▸ Working data

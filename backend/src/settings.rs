//! Server configuration loaded via OrthoConfig.
//!
//! Values are layered from defaults, an optional configuration file,
//! `MOCKBANK_*` environment variables and command-line flags.

use std::path::PathBuf;

use ortho_config::OrthoConfig;
use serde::Deserialize;

const DEFAULT_HOST: &str = "0.0.0.0";
const DEFAULT_DATA_FILE: &str = "mock_data.json";

/// Listener and storage settings for the server binary.
#[derive(Debug, Clone, Deserialize, OrthoConfig)]
#[ortho_config(prefix = "MOCKBANK")]
pub struct ServerSettings {
    /// Interface to bind.
    pub host: Option<String>,
    /// TCP port to listen on.
    #[ortho_config(default = 8080)]
    pub port: u16,
    /// JSON document holding every user record.
    pub data_file: Option<PathBuf>,
}

impl ServerSettings {
    /// Return the configured host, falling back to every interface.
    pub fn host(&self) -> &str {
        self.host.as_deref().unwrap_or(DEFAULT_HOST)
    }

    /// Return the configured port.
    pub fn port(&self) -> u16 {
        self.port
    }

    /// Return the configured data file, falling back to `mock_data.json` in
    /// the working directory.
    pub fn data_file(&self) -> PathBuf {
        self.data_file
            .clone()
            .unwrap_or_else(|| PathBuf::from(DEFAULT_DATA_FILE))
    }
}

#[cfg(test)]
mod tests {
    //! Unit tests for server configuration parsing.

    use super::*;
    use std::ffi::OsString;

    use env_lock::lock_env;
    use rstest::rstest;

    const VARS: [&str; 3] = ["MOCKBANK_HOST", "MOCKBANK_PORT", "MOCKBANK_DATA_FILE"];

    fn load_from_args(args: &[&str]) -> ServerSettings {
        let argv =
            std::iter::once(OsString::from("mockbank")).chain(args.iter().map(OsString::from));
        ServerSettings::load_from_iter(argv).expect("config should load")
    }

    #[rstest]
    fn default_values_are_used_when_missing() {
        let _guard = lock_env(VARS.map(|name| (name, None::<String>)));

        let settings = load_from_args(&[]);

        assert_eq!(settings.host(), DEFAULT_HOST);
        assert_eq!(settings.port(), 8080);
        assert_eq!(settings.data_file(), PathBuf::from(DEFAULT_DATA_FILE));
    }

    #[rstest]
    fn environment_overrides_are_respected() {
        let _guard = lock_env([
            ("MOCKBANK_HOST", Some("127.0.0.1".to_owned())),
            ("MOCKBANK_PORT", Some("9090".to_owned())),
            ("MOCKBANK_DATA_FILE", Some("/tmp/bank.json".to_owned())),
        ]);

        let settings = load_from_args(&[]);

        assert_eq!(settings.host(), "127.0.0.1");
        assert_eq!(settings.port(), 9090);
        assert_eq!(settings.data_file(), PathBuf::from("/tmp/bank.json"));
    }

    #[rstest]
    fn command_line_flags_win_over_environment() {
        let _guard = lock_env([
            ("MOCKBANK_HOST", None::<String>),
            ("MOCKBANK_PORT", Some("9090".to_owned())),
            ("MOCKBANK_DATA_FILE", None::<String>),
        ]);

        let settings = load_from_args(&["--port", "7070"]);

        assert_eq!(settings.port(), 7070);
    }

    #[rstest]
    fn unrelated_flags_keep_the_default_port() {
        let _guard = lock_env(VARS.map(|name| (name, None::<String>)));

        let settings = load_from_args(&["--host", "127.0.0.1"]);

        assert_eq!(settings.host(), "127.0.0.1");
        assert_eq!(settings.port(), 8080);
        assert_eq!(settings.data_file(), PathBuf::from(DEFAULT_DATA_FILE));
    }
}
//! Helper macro for declaring port error enums.
//!
//! Each variant gets a `thiserror` message and a snake-case constructor whose
//! parameters accept anything convertible into the field types.

macro_rules! define_port_error {
    (@ctor $name:ident $variant:ident) => {
        ::paste::paste! {
            #[doc = concat!("Build [`", stringify!($name), "::", stringify!($variant), "`].")]
            pub fn [<$variant:snake>]() -> Self {
                Self::$variant
            }
        }
    };

    (@ctor $name:ident $variant:ident { $($field:ident : $ty:ty),* $(,)? }) => {
        define_port_error!(@ctor_impl $name $variant () () $( $field : $ty, )*);
    };

    (@ctor_impl $name:ident $variant:ident ($($params:tt)*) ($($inits:tt)*) ) => {
        ::paste::paste! {
            #[doc = concat!("Build [`", stringify!($name), "::", stringify!($variant), "`].")]
            pub fn [<$variant:snake>]($($params)*) -> Self {
                Self::$variant { $($inits)* }
            }
        }
    };

    (@ctor_impl $name:ident $variant:ident ($($params:tt)*) ($($inits:tt)*) $field:ident : $ty:ty, $($rest:tt)*) => {
        define_port_error!(
            @ctor_impl
            $name
            $variant
            ($($params)* $field: impl Into<$ty>,)
            ($($inits)* $field: $field.into(),)
            $($rest)*
        );
    };

    (
        $(#[$outer:meta])*
        pub enum $name:ident {
            $(
                $(#[$variant_meta:meta])*
                $variant:ident $( { $($field:ident : $ty:ty),* $(,)? } )? => $message:expr
            ),* $(,)?
        }
    ) => {
        $(#[$outer])*
        #[derive(Debug, Clone, PartialEq, Eq, thiserror::Error)]
        pub enum $name {
            $(
                $(#[$variant_meta])*
                #[error($message)]
                $variant $( { $($field : $ty),* } )?,
            )*
        }

        impl $name {
            $(
                define_port_error!(@ctor $name $variant $( { $($field : $ty),* } )?);
            )*
        }
    };
}

pub(crate) use define_port_error;
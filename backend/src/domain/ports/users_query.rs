//! Driving port for reading user records.
//!
//! HTTP handlers depend on this trait rather than on a store, so the read
//! path can be exercised with any implementation.

use async_trait::async_trait;

use crate::domain::{Error, User, UserId};

/// Read-side use cases.
#[async_trait]
pub trait UsersQuery: Send + Sync {
    /// Every record in insertion order.
    async fn list_users(&self) -> Result<Vec<User>, Error>;

    /// The record with identifier `id`.
    ///
    /// Fails with [`crate::domain::ErrorCode::NotFound`] when absent.
    async fn find_user(&self, id: UserId) -> Result<User, Error>;
}
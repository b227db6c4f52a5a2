//! API documentation endpoints: the generated OpenAPI document and an HTML
//! page rendering it with Swagger UI.

use actix_web::{HttpResponse, get, web};
use utoipa::OpenApi;

use crate::doc::ApiDoc;
use crate::inbound::http::headers::JSON_CONTENT_TYPE;

/// Paths answering `GET` with the documentation page.
pub const DOCS_PATHS: [&str; 4] = ["/", "/docs", "/swagger", "/swagger.html"];

/// Location of the generated OpenAPI document.
pub const OPENAPI_PATH: &str = "/api-docs/openapi.json";

const HTML_CONTENT_TYPE: &str = "text/html; charset=utf-8";

const DOCS_PAGE: &str = r##"<!DOCTYPE html>
<html lang="en">
<head>
  <meta charset="UTF-8">
  <title>Mock banking API</title>
  <link rel="stylesheet" type="text/css" href="https://unpkg.com/swagger-ui-dist@5.11.0/swagger-ui.css" />
  <style> body { margin: 0; } </style>
</head>
<body>
  <div id="swagger-ui"></div>
  <script src="https://unpkg.com/swagger-ui-dist@5.11.0/swagger-ui-bundle.js"></script>
  <script>
    window.onload = () => {
      window.ui = SwaggerUIBundle({
        url: "/api-docs/openapi.json",
        dom_id: "#swagger-ui",
        deepLinking: true
      });
    };
  </script>
</body>
</html>
"##;

/// Serve the Swagger UI page. Registered on every path in [`DOCS_PATHS`].
pub async fn docs_page() -> HttpResponse {
    HttpResponse::Ok()
        .content_type(HTML_CONTENT_TYPE)
        .body(DOCS_PAGE)
}

/// Serve the OpenAPI document generated from the handler annotations.
#[get("/api-docs/openapi.json")]
pub async fn openapi_json() -> HttpResponse {
    HttpResponse::Ok()
        .content_type(JSON_CONTENT_TYPE)
        .json(ApiDoc::openapi())
}

/// Register the documentation routes on `cfg`.
pub fn configure(cfg: &mut web::ServiceConfig) {
    cfg.service(
        web::resource(DOCS_PATHS.to_vec())
            .guard(actix_web::guard::Get())
            .to(docs_page),
    )
    .service(openapi_json);
}

#[cfg(test)]
mod tests {
    use super::*;
    use actix_web::{App, test};
    use rstest::rstest;
    use serde_json::Value;

    #[rstest]
    #[case("/")]
    #[case("/docs")]
    #[case("/swagger")]
    #[case("/swagger.html")]
    #[actix_web::test]
    async fn docs_page_is_served_as_html(#[case] uri: &str) {
        let app = test::init_service(App::new().configure(configure)).await;

        let res = test::call_service(&app, test::TestRequest::get().uri(uri).to_request()).await;

        assert!(res.status().is_success());
        assert_eq!(
            res.headers()
                .get("content-type")
                .and_then(|value| value.to_str().ok()),
            Some(HTML_CONTENT_TYPE)
        );
        let body = test::read_body(res).await;
        let page = std::str::from_utf8(&body).expect("utf8 page");
        assert!(page.contains(OPENAPI_PATH));
        assert!(page.contains(r##"dom_id: "#swagger-ui""##));
    }

    #[actix_web::test]
    async fn docs_page_only_answers_get() {
        let app = test::init_service(App::new().configure(configure)).await;

        let res =
            test::call_service(&app, test::TestRequest::post().uri("/docs").to_request()).await;

        assert_eq!(res.status().as_u16(), 404);
    }

    #[actix_web::test]
    async fn openapi_document_lists_user_paths() {
        let app = test::init_service(App::new().configure(configure)).await;

        let res =
            test::call_service(&app, test::TestRequest::get().uri(OPENAPI_PATH).to_request())
                .await;

        assert!(res.status().is_success());
        let doc: Value = test::read_body_json(res).await;
        assert!(doc["paths"]["/users"]["get"].is_object());
        assert!(doc["paths"]["/users/{id}"]["delete"].is_object());
    }
}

▸ Exercise requirements
Would you please transcribe the lines above exactly, starting with the first line of the material and ending with the line that has "use ortho_config::OrthoConfig;"?

▸ Task response
filename backend/src/settings.rs
//! Server configuration loaded via OrthoConfig.
//!
//! Values are layered from defaults, an optional configuration file,
//! `MOCKBANK_*` environment variables and command-line flags.

use std::path::PathBuf;

use ortho_config::OrthoConfig;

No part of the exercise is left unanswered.